Let me see if I can hack up something quickly.
> The odd part is, if I look at the disassembly of
> rte_cpu_get_flag_enabled compiled with and without the mov and xchgl operations,
> I see that without those additional instructions the compiler adds a push rbx
> and pop rbx instruction at the start and end of the assembly, but not when the
> mov ebx, %0 and xchgl %ebx, %0 instructions are added. I'm not sure what the
> compiler is sensitive to when adding those instructions, but it seems like it
> should be sensitive to the cpuid instruction, and should be adding it to both.
It's not the instruction, it is the fact that the constraints include a
"=b".
This explains why your little hack happens to work... I was wondering
how it compiled at all. The answer, of course, is that it it on x86-64
where the hack is neither necessary nor correct.
-hpa
next prev parent reply other threads:[~2014-03-20 15:19 UTC|newest]

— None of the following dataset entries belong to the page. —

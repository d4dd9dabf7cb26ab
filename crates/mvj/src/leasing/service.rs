use std::sync::Arc;

use chrono::{Datelike, NaiveDate, Utc};
use serde::{Deserialize, Serialize};
use tracing::{info, warn};

use crate::auth::UserId;
use crate::store::{create_nested, merge_nested, IdSource, NestedRecord, RepositoryError};

use super::domain::{
    Condition, Contact, ContactId, ContactInput, Decision, DecisionId, DecisionInput, Lease,
    LeaseId, LeaseIdentifier, LeaseState, TenantInput,
};
use super::land_area::{LeaseArea, LeaseAreaId, LeaseAreaInput, PlanUnit, PlanUnitId, PlanUnitInput};
use super::rent::{Rent, RentInput};
use super::repository::{LeasingRepository, PlanUnitContext};
use super::LeasingError;

/// Body of `POST /leases/`; the identifier sequence is allocated by the store.
#[derive(Debug, Clone, Deserialize)]
pub struct LeaseDraft {
    #[serde(rename = "type")]
    pub type_code: String,
    pub municipality: u8,
    pub district: u8,
    #[serde(default)]
    pub state: Option<LeaseState>,
    #[serde(default)]
    pub start_date: Option<NaiveDate>,
    #[serde(default)]
    pub end_date: Option<NaiveDate>,
    #[serde(default)]
    pub intended_use: Option<String>,
    #[serde(default)]
    pub notice_period: Option<String>,
    #[serde(default)]
    pub is_invoicing_enabled: bool,
    #[serde(default)]
    pub tenants: Vec<TenantInput>,
    #[serde(default)]
    pub lease_areas: Vec<LeaseAreaInput>,
    #[serde(default)]
    pub rents: Vec<RentInput>,
}

/// Writable fields of a lease. Nested collections follow replace semantics.
#[derive(Debug, Clone, Deserialize)]
pub struct LeaseUpdate {
    #[serde(default)]
    pub state: Option<LeaseState>,
    #[serde(default)]
    pub start_date: Option<NaiveDate>,
    #[serde(default)]
    pub end_date: Option<NaiveDate>,
    #[serde(default)]
    pub intended_use: Option<String>,
    #[serde(default)]
    pub notice_period: Option<String>,
    #[serde(default)]
    pub is_invoicing_enabled: bool,
    #[serde(default)]
    pub tenants: Vec<TenantInput>,
    #[serde(default)]
    pub lease_areas: Vec<LeaseAreaInput>,
    #[serde(default)]
    pub rents: Vec<RentInput>,
}

#[derive(Debug, Clone, PartialEq, Serialize)]
pub struct LeaseAreaView {
    pub lease: LeaseId,
    #[serde(flatten)]
    pub area: LeaseArea,
}

#[derive(Debug, Clone, PartialEq, Serialize)]
pub struct PlanUnitView {
    pub lease: LeaseId,
    pub lease_area: LeaseAreaId,
    #[serde(flatten)]
    pub plan_unit: PlanUnit,
}

impl From<PlanUnitContext> for PlanUnitView {
    fn from(context: PlanUnitContext) -> Self {
        Self {
            lease: context.lease,
            lease_area: context.lease_area,
            plan_unit: context.plan_unit,
        }
    }
}

/// Body of `POST /plan_units/`.
#[derive(Debug, Clone, Deserialize)]
pub struct PlanUnitDraft {
    pub lease_area: LeaseAreaId,
    #[serde(flatten)]
    pub plan_unit: PlanUnitInput,
}

/// Leases and the records kept inside them.
pub struct LeasingService<R> {
    repository: Arc<R>,
}

impl<R> LeasingService<R>
where
    R: LeasingRepository + 'static,
{
    pub fn new(repository: Arc<R>) -> Self {
        Self { repository }
    }

    fn ids(&self) -> &dyn IdSource {
        self.repository.as_ref()
    }

    pub fn leases(&self) -> Result<Vec<Lease>, LeasingError> {
        let mut leases = self.repository.leases()?;
        leases.sort_by(|a, b| a.identifier.cmp(&b.identifier));
        Ok(leases)
    }

    pub fn lease(&self, id: LeaseId) -> Result<Lease, LeasingError> {
        self.repository
            .lease(id)?
            .ok_or_else(|| RepositoryError::not_found("lease", id.0).into())
    }

    pub fn create_lease(
        &self,
        mut draft: LeaseDraft,
        user: Option<UserId>,
    ) -> Result<Lease, LeasingError> {
        validate_identifier_parts(&draft)?;
        self.validate_tenants(&draft.tenants)?;
        stamp_descriptions(&mut draft.lease_areas, user);

        let mut identifier = LeaseIdentifier {
            type_code: draft.type_code,
            municipality: draft.municipality,
            district: draft.district,
            sequence: 0,
        };
        identifier.sequence = self.repository.next_lease_sequence(&identifier.prefix())?;

        let now = Utc::now();
        let mut rents: Vec<Rent> = create_nested(draft.rents, self.ids())?;
        record_payable_rents(&mut rents, now.year(), self.ids());
        let lease = Lease {
            id: LeaseId(self.ids().next_id()),
            identifier,
            state: draft.state,
            start_date: draft.start_date,
            end_date: draft.end_date,
            intended_use: draft.intended_use,
            notice_period: draft.notice_period,
            is_invoicing_enabled: draft.is_invoicing_enabled,
            tenants: create_nested(draft.tenants, self.ids())?,
            lease_areas: create_nested(draft.lease_areas, self.ids())?,
            decisions: Vec::new(),
            rents,
            created_at: now,
            modified_at: now,
        };
        let stored = self.repository.insert_lease(lease)?;
        info!(lease_id = %stored.id, identifier = %stored.identifier, "lease created");
        Ok(stored)
    }

    pub fn update_lease(
        &self,
        id: LeaseId,
        mut update: LeaseUpdate,
        user: Option<UserId>,
    ) -> Result<Lease, LeasingError> {
        self.validate_tenants(&update.tenants)?;
        stamp_descriptions(&mut update.lease_areas, user);
        let ids = self.ids();

        self.repository.modify_lease(id, |lease| {
            lease.state = update.state;
            lease.start_date = update.start_date;
            lease.end_date = update.end_date;
            lease.intended_use = update.intended_use;
            lease.notice_period = update.notice_period;
            lease.is_invoicing_enabled = update.is_invoicing_enabled;
            lease.tenants = merge_nested(
                "tenant",
                std::mem::take(&mut lease.tenants),
                update.tenants,
                ids,
            )?;
            lease.lease_areas = merge_nested(
                "lease area",
                std::mem::take(&mut lease.lease_areas),
                update.lease_areas,
                ids,
            )?;
            lease.rents = merge_nested("rent", std::mem::take(&mut lease.rents), update.rents, ids)?;
            record_payable_rents(&mut lease.rents, Utc::now().year(), ids);
            Ok::<_, LeasingError>(())
        })?;
        info!(lease_id = %id, "lease updated");
        self.lease(id)
    }

    pub fn delete_lease(&self, id: LeaseId) -> Result<(), LeasingError> {
        let lease = self
            .repository
            .delete_lease(id)
            .inspect_err(|err| warn!(lease_id = %id, error = %err, "lease deletion rejected"))?;
        info!(lease_id = %id, identifier = %lease.identifier, "lease deleted");
        Ok(())
    }

    pub fn lease_area(&self, id: LeaseAreaId) -> Result<LeaseAreaView, LeasingError> {
        self.repository
            .leases()?
            .into_iter()
            .find_map(|lease| {
                let lease_id = lease.id;
                lease
                    .lease_areas
                    .into_iter()
                    .find(|area| area.id == id)
                    .map(|area| LeaseAreaView {
                        lease: lease_id,
                        area,
                    })
            })
            .ok_or_else(|| RepositoryError::not_found("lease area", id.0).into())
    }

    pub fn plan_units(&self) -> Result<Vec<PlanUnitView>, LeasingError> {
        let mut units: Vec<PlanUnitView> = self
            .repository
            .leases()?
            .into_iter()
            .flat_map(|lease| {
                let lease_id = lease.id;
                lease.lease_areas.into_iter().flat_map(move |area| {
                    let area_id = area.id;
                    area.plan_units.into_iter().map(move |plan_unit| PlanUnitView {
                        lease: lease_id,
                        lease_area: area_id,
                        plan_unit,
                    })
                })
            })
            .collect();
        units.sort_by_key(|unit| unit.plan_unit.id);
        Ok(units)
    }

    pub fn plan_unit(&self, id: PlanUnitId) -> Result<PlanUnitView, LeasingError> {
        self.repository
            .plan_unit(id)?
            .map(PlanUnitView::from)
            .ok_or_else(|| RepositoryError::not_found("plan unit", id.0).into())
    }

    pub fn create_plan_unit(&self, draft: PlanUnitDraft) -> Result<PlanUnitView, LeasingError> {
        let lease_id = self.lease_area(draft.lease_area)?.lease;
        let id = self.ids().next_id();
        let plan_unit = PlanUnit::create(id, draft.plan_unit, self.ids())?;

        self.repository.modify_lease(lease_id, |lease| {
            let area = lease
                .lease_areas
                .iter_mut()
                .find(|area| area.id == draft.lease_area)
                .ok_or_else(|| RepositoryError::not_found("lease area", draft.lease_area.0))?;
            area.plan_units.push(plan_unit);
            Ok::<_, LeasingError>(())
        })?;
        info!(plan_unit_id = id, lease_area_id = %draft.lease_area, "plan unit created");
        self.plan_unit(PlanUnitId(id))
    }

    pub fn update_plan_unit(
        &self,
        id: PlanUnitId,
        input: PlanUnitInput,
    ) -> Result<PlanUnitView, LeasingError> {
        let context = self.plan_unit(id)?;
        let ids = self.ids();
        self.repository.modify_lease(context.lease, |lease| {
            let unit = lease
                .lease_areas
                .iter_mut()
                .flat_map(|area| area.plan_units.iter_mut())
                .find(|unit| unit.id == id)
                .ok_or_else(|| RepositoryError::not_found("plan unit", id.0))?;
            unit.apply(input, ids)?;
            Ok::<_, LeasingError>(())
        })?;
        info!(plan_unit_id = %id, "plan unit updated");
        self.plan_unit(id)
    }

    pub fn delete_plan_unit(&self, id: PlanUnitId) -> Result<(), LeasingError> {
        self.repository
            .delete_plan_unit(id)
            .inspect_err(|err| warn!(plan_unit_id = %id, error = %err, "plan unit deletion rejected"))?;
        info!(plan_unit_id = %id, "plan unit deleted");
        Ok(())
    }

    pub fn contacts(&self) -> Result<Vec<Contact>, LeasingError> {
        Ok(self.repository.contacts()?)
    }

    pub fn create_contact(&self, input: ContactInput) -> Result<Contact, LeasingError> {
        let contact = input.into_contact(ContactId(self.ids().next_id()));
        let stored = self.repository.insert_contact(contact)?;
        info!(contact_id = %stored.id, "contact created");
        Ok(stored)
    }

    pub fn decisions(&self, lease: Option<LeaseId>) -> Result<Vec<Decision>, LeasingError> {
        let mut decisions: Vec<Decision> = self
            .repository
            .leases()?
            .into_iter()
            .filter(|candidate| lease.map_or(true, |id| candidate.id == id))
            .flat_map(|candidate| candidate.decisions)
            .collect();
        decisions.sort_by_key(|decision| decision.id);
        Ok(decisions)
    }

    pub fn decision(&self, id: DecisionId) -> Result<Decision, LeasingError> {
        self.decisions(None)?
            .into_iter()
            .find(|decision| decision.id == id)
            .ok_or_else(|| RepositoryError::not_found("decision", id.0).into())
    }

    pub fn create_decision(&self, input: DecisionInput) -> Result<Decision, LeasingError> {
        self.validate_decision(&input)?;
        let id = DecisionId(self.ids().next_id());
        let decision = Decision {
            id,
            lease: input.lease,
            reference_number: input.reference_number,
            decision_maker: input.decision_maker,
            decision_date: input.decision_date,
            section: input.section,
            decision_type: input.decision_type,
            description: input.description,
            conditions: create_nested::<Condition>(input.conditions, self.ids())?,
        };
        let stored = decision.clone();
        self.repository.modify_lease(input.lease, |lease| {
            lease.decisions.push(decision);
            Ok::<_, LeasingError>(())
        })?;
        info!(decision_id = %id, lease_id = %stored.lease, "decision created");
        Ok(stored)
    }

    pub fn update_decision(
        &self,
        id: DecisionId,
        input: DecisionInput,
    ) -> Result<Decision, LeasingError> {
        let current = self.decision(id)?;
        if current.lease != input.lease {
            return Err(LeasingError::DecisionMoved(id));
        }
        self.validate_decision(&input)?;
        let ids = self.ids();

        let decision = self.repository.modify_lease(current.lease, |lease| {
            let decision = lease
                .decisions
                .iter_mut()
                .find(|decision| decision.id == id)
                .ok_or_else(|| RepositoryError::not_found("decision", id.0))?;
            decision.reference_number = input.reference_number;
            decision.decision_maker = input.decision_maker;
            decision.decision_date = input.decision_date;
            decision.section = input.section;
            decision.decision_type = input.decision_type;
            decision.description = input.description;
            decision.conditions = merge_nested(
                "condition",
                std::mem::take(&mut decision.conditions),
                input.conditions,
                ids,
            )?;
            Ok::<_, LeasingError>(decision.clone())
        })?;
        info!(decision_id = %id, "decision updated");
        Ok(decision)
    }

    fn validate_tenants(&self, tenants: &[TenantInput]) -> Result<(), LeasingError> {
        for contact in tenants.iter().flat_map(|tenant| tenant.contacts.iter()) {
            if self.repository.contact(contact.contact)?.is_none() {
                return Err(LeasingError::UnknownContact(contact.contact));
            }
        }
        Ok(())
    }

    fn validate_decision(&self, input: &DecisionInput) -> Result<(), LeasingError> {
        if let Some(maker) = input.decision_maker {
            let known = self.repository.decision_makers()?;
            if !known.iter().any(|candidate| candidate.id == maker) {
                return Err(LeasingError::UnknownDecisionMaker(maker));
            }
        }
        let condition_types = self.repository.condition_types()?;
        for condition_type in input.conditions.iter().filter_map(|c| c.condition_type) {
            if !condition_types.iter().any(|known| known.id == condition_type) {
                return Err(LeasingError::UnknownConditionType(condition_type));
            }
        }
        Ok(())
    }
}

fn validate_identifier_parts(draft: &LeaseDraft) -> Result<(), LeasingError> {
    let type_ok = draft.type_code.len() == 2
        && draft
            .type_code
            .chars()
            .all(|c| c.is_ascii_uppercase() || c.is_ascii_digit());
    if !type_ok || draft.municipality > 9 || draft.district > 99 {
        return Err(LeasingError::InvalidIdentifier(format!(
            "type {:?}, municipality {}, district {}",
            draft.type_code, draft.municipality, draft.district
        )));
    }
    Ok(())
}

/// New constructability descriptions are attributed to the requesting user.
fn record_payable_rents(rents: &mut [Rent], year: i32, ids: &dyn IdSource) {
    for rent in rents {
        rent.record_payable_rent(year, ids);
    }
}

fn stamp_descriptions(areas: &mut [LeaseAreaInput], user: Option<UserId>) {
    for description in areas
        .iter_mut()
        .flat_map(|area| area.constructability_descriptions.iter_mut())
        .filter(|description| description.id.is_none() && description.user.is_none())
    {
        description.user = user;
    }
}
mod targets {
    use super::*;

    #[tokio::test]
    async fn new_target_duplicates_the_master_plan_unit() {
        let fixture = fixture();
        let created = create_search(&fixture, search_body(fixture.master)).await;

        assert_eq!(created["type"], 1);
        let target = &created["plot_search_targets"][0];
        assert_eq!(target["master_plan_unit_id"], fixture.master);
        assert_ne!(target["plan_unit_id"], fixture.master);
        assert_eq!(target["plan_unit"]["is_master"], false);
        assert_eq!(
            target["lease_identifier"],
            fixture.lease.identifier.to_string()
        );
        assert_eq!(target["lease_address"], "Laivurinkatu 8");
        assert_eq!(target["is_master_plan_unit_deleted"], false);
        assert_eq!(target["is_master_plan_unit_newer"], false);
        assert_eq!(target["message_label"], "");
        assert_eq!(target["info_links"][0]["language"], "fi");
        assert_eq!(plan_unit_count(&fixture).await, 2);
    }

    #[tokio::test]
    async fn detail_and_list_are_visible_to_viewers() {
        let fixture = fixture();
        let created = create_search(&fixture, search_body(fixture.master)).await;
        let id = created["id"].as_u64().expect("id");

        let detail = send(
            &fixture.app,
            Method::GET,
            &format!("/api/v1/plot_searches/{id}/"),
            Some(CLERK),
            None,
        )
        .await;
        assert_eq!(detail.status, StatusCode::OK);
        assert_eq!(detail.json()["name"], "Omakotitontit 2024");

        let list = send(
            &fixture.app,
            Method::GET,
            "/api/v1/plot_searches/",
            Some(CLERK),
            None,
        )
        .await;
        assert_eq!(list.json()["count"], 1);

        let forbidden = send(
            &fixture.app,
            Method::POST,
            "/api/v1/plot_searches/",
            Some(CLERK),
            Some(search_body(fixture.master)),
        )
        .await;
        assert_eq!(forbidden.status, StatusCode::FORBIDDEN);
    }

    #[tokio::test]
    async fn replacing_targets_drops_their_duplicates() {
        let fixture = fixture();
        let created = create_search(&fixture, search_body(fixture.master)).await;
        let id = created["id"].as_u64().expect("id");
        let target_id = created["plot_search_targets"][0]["id"].clone();

        let kept = send(
            &fixture.app,
            Method::PATCH,
            &format!("/api/v1/plot_searches/{id}/"),
            Some(ADMIN),
            Some(json!({
                "plot_search_targets": [{ "id": target_id, "target_type": "procedure" }],
            })),
        )
        .await;
        assert_eq!(kept.status, StatusCode::OK, "{}", kept.text);
        let kept = kept.json();
        assert_eq!(kept["plot_search_targets"][0]["target_type"], "procedure");
        assert_eq!(
            kept["plot_search_targets"][0]["plan_unit_id"],
            created["plot_search_targets"][0]["plan_unit_id"]
        );
        assert_eq!(plan_unit_count(&fixture).await, 2);

        let emptied = send(
            &fixture.app,
            Method::PUT,
            &format!("/api/v1/plot_searches/{id}/"),
            Some(ADMIN),
            Some(json!({ "name": "Omakotitontit 2024", "plot_search_targets": [] })),
        )
        .await;
        assert_eq!(emptied.status, StatusCode::OK);
        assert_eq!(emptied.json()["plot_search_targets"], json!([]));
        assert_eq!(plan_unit_count(&fixture).await, 1);
    }

    #[tokio::test]
    async fn info_links_are_added_edited_and_removed() {
        let fixture = fixture();
        let created = create_search(&fixture, search_body(fixture.master)).await;
        let uri = format!("/api/v1/plot_searches/{}/", created["id"]);
        let patch_links = |target: &Value, links: Value| {
            json!({
                "plot_search_targets": [{
                    "id": target["id"],
                    "target_type": target["target_type"],
                    "info_links": links,
                }],
            })
        };

        let current = send(&fixture.app, Method::GET, &uri, Some(ADMIN), None).await.json();
        let target = &current["plot_search_targets"][0];
        let mut links = target["info_links"].as_array().cloned().unwrap_or_default();
        links.push(json!({ "url": "https://www.hel.fi/en/plots", "language": "en" }));
        let added = send(
            &fixture.app,
            Method::PATCH,
            &uri,
            Some(ADMIN),
            Some(patch_links(target, json!(links))),
        )
        .await;
        assert_eq!(added.status, StatusCode::OK, "{}", added.text);
        let added = added.json();
        let links = added["plot_search_targets"][0]["info_links"]
            .as_array()
            .cloned()
            .unwrap_or_default();
        assert_eq!(links.len(), 2);
        assert_eq!(links[1]["language"], "en");

        let edited_id = links[0]["id"].clone();
        let mut edited = links.clone();
        edited[0]["url"] = json!("https://www.hel.fi/tontit/uusi");
        let response = send(
            &fixture.app,
            Method::PATCH,
            &uri,
            Some(ADMIN),
            Some(patch_links(&added["plot_search_targets"][0], json!(edited))),
        )
        .await;
        assert_eq!(response.status, StatusCode::OK, "{}", response.text);
        let response = response.json();
        let link = &response["plot_search_targets"][0]["info_links"][0];
        assert_eq!(link["id"], edited_id);
        assert_eq!(link["url"], "https://www.hel.fi/tontit/uusi");

        let remaining = vec![edited[1].clone()];
        let response = send(
            &fixture.app,
            Method::PATCH,
            &uri,
            Some(ADMIN),
            Some(patch_links(&response["plot_search_targets"][0], json!(remaining))),
        )
        .await;
        assert_eq!(response.status, StatusCode::OK, "{}", response.text);
        let ids: Vec<Value> = response.json()["plot_search_targets"][0]["info_links"]
            .as_array()
            .map(|links| links.iter().map(|link| link["id"].clone()).collect())
            .unwrap_or_default();
        assert_eq!(ids, vec![links[1]["id"].clone()]);

        let full = send(&fixture.app, Method::GET, &uri, Some(ADMIN), None).await.json();
        let replaced = send(&fixture.app, Method::PUT, &uri, Some(ADMIN), Some(full.clone())).await;
        assert_eq!(replaced.status, StatusCode::OK, "{}", replaced.text);
        assert_eq!(
            replaced.json()["plot_search_targets"],
            full["plot_search_targets"]
        );
    }

    #[tokio::test]
    async fn targets_need_an_existing_master() {
        let fixture = fixture();
        let created = create_search(&fixture, search_body(fixture.master)).await;
        let duplicate = created["plot_search_targets"][0]["plan_unit_id"]
            .as_u64()
            .expect("duplicate id");

        for plan_unit_id in [Some(duplicate), Some(999_999), None] {
            let response = send(
                &fixture.app,
                Method::POST,
                "/api/v1/plot_searches/",
                Some(ADMIN),
                Some(json!({
                    "name": "Hylätty",
                    "plot_search_targets": [{ "plan_unit_id": plan_unit_id, "target_type": "searchable" }],
                })),
            )
            .await;
            assert_eq!(response.status, StatusCode::BAD_REQUEST, "{:?}", plan_unit_id);
        }
        assert_eq!(plan_unit_count(&fixture).await, 2);
    }

    #[tokio::test]
    async fn changed_master_is_flagged_newer() {
        let fixture = fixture();
        let created = create_search(&fixture, search_body(fixture.master)).await;
        let id = created["id"].as_u64().expect("id");

        let patched = send(
            &fixture.app,
            Method::PATCH,
            &format!("/api/v1/plan_units/{}/", fixture.master),
            Some(ADMIN),
            Some(json!({ "area": 1300 })),
        )
        .await;
        assert_eq!(patched.status, StatusCode::OK, "{}", patched.text);

        let detail = send(
            &fixture.app,
            Method::GET,
            &format!("/api/v1/plot_searches/{id}/"),
            Some(ADMIN),
            None,
        )
        .await
        .json();
        let target = &detail["plot_search_targets"][0];
        assert_eq!(target["is_master_plan_unit_newer"], true);
        assert_eq!(target["message_label"], MASTER_NEWER_LABEL);
        assert_eq!(target["plan_unit"]["area"], 1200);
    }

    #[tokio::test]
    async fn deleted_master_is_flagged_and_duplicate_protected() {
        let fixture = fixture();
        let created = create_search(&fixture, search_body(fixture.master)).await;
        let id = created["id"].as_u64().expect("id");
        let duplicate = created["plot_search_targets"][0]["plan_unit_id"]
            .as_u64()
            .expect("duplicate id");

        let protected = send(
            &fixture.app,
            Method::DELETE,
            &format!("/api/v1/plan_units/{duplicate}/"),
            Some(ADMIN),
            None,
        )
        .await;
        assert_eq!(protected.status, StatusCode::CONFLICT);

        let deleted = send(
            &fixture.app,
            Method::DELETE,
            &format!("/api/v1/plan_units/{}/", fixture.master),
            Some(ADMIN),
            None,
        )
        .await;
        assert_eq!(deleted.status, StatusCode::NO_CONTENT);

        let detail = send(
            &fixture.app,
            Method::GET,
            &format!("/api/v1/plot_searches/{id}/"),
            Some(ADMIN),
            None,
        )
        .await
        .json();
        let target = &detail["plot_search_targets"][0];
        assert_eq!(target["is_master_plan_unit_deleted"], true);
        assert_eq!(target["master_plan_unit_id"], Value::Null);
        assert_eq!(target["message_label"], MASTER_DELETED_LABEL);
    }
}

Thread overview: 9+ messages / expand[flat|nested] mbox.gz Atom feed top
2014-03-18 20:43 [dpdk-dev] [PATCH] " Neil Horman
2014-03-19 14:48 ` [dpdk-dev] [PATCH v2] " Neil Horman
2014-03-19 15:44 ` H. Peter Anvin
2014-03-20 0:40 ` Neil Horman
2014-03-20 4:22 ` H. Peter Anvin
2014-03-20 11:03 ` Neil Horman
2014-03-20 11:27 ` Neil Horman
2014-03-20 15:20 ` H. Peter Anvin [this message]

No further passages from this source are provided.